▶ **Data excerpts**
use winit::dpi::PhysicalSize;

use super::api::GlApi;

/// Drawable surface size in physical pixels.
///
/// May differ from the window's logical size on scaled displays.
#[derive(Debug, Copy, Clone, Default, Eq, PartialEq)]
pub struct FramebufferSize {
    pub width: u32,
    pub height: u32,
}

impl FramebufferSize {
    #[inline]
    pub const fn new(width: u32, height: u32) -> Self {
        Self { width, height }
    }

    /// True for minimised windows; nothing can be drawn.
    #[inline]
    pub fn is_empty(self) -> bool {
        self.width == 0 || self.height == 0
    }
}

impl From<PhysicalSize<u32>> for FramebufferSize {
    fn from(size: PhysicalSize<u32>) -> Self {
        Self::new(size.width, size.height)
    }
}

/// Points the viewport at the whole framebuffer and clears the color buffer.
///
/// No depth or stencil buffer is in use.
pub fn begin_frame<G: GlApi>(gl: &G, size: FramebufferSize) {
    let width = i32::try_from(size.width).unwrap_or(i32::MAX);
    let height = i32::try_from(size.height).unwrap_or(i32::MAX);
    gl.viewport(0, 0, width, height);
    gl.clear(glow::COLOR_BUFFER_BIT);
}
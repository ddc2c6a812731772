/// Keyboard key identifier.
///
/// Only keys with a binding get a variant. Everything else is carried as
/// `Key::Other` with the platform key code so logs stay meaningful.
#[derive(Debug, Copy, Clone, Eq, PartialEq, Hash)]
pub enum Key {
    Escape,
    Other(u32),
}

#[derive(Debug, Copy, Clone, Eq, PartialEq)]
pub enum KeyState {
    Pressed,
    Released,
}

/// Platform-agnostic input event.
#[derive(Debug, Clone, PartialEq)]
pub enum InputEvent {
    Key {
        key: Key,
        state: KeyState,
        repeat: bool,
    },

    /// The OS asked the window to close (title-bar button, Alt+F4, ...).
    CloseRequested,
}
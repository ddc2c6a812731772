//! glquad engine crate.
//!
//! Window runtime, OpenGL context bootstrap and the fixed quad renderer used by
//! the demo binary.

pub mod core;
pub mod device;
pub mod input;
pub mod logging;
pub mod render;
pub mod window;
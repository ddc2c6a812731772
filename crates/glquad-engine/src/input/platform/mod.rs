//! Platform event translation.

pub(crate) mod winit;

▶ **Exercise objective**
I'd like the number of lines in the listing above that contain the string "glquad", and only the number.

▶ **Your solution**
2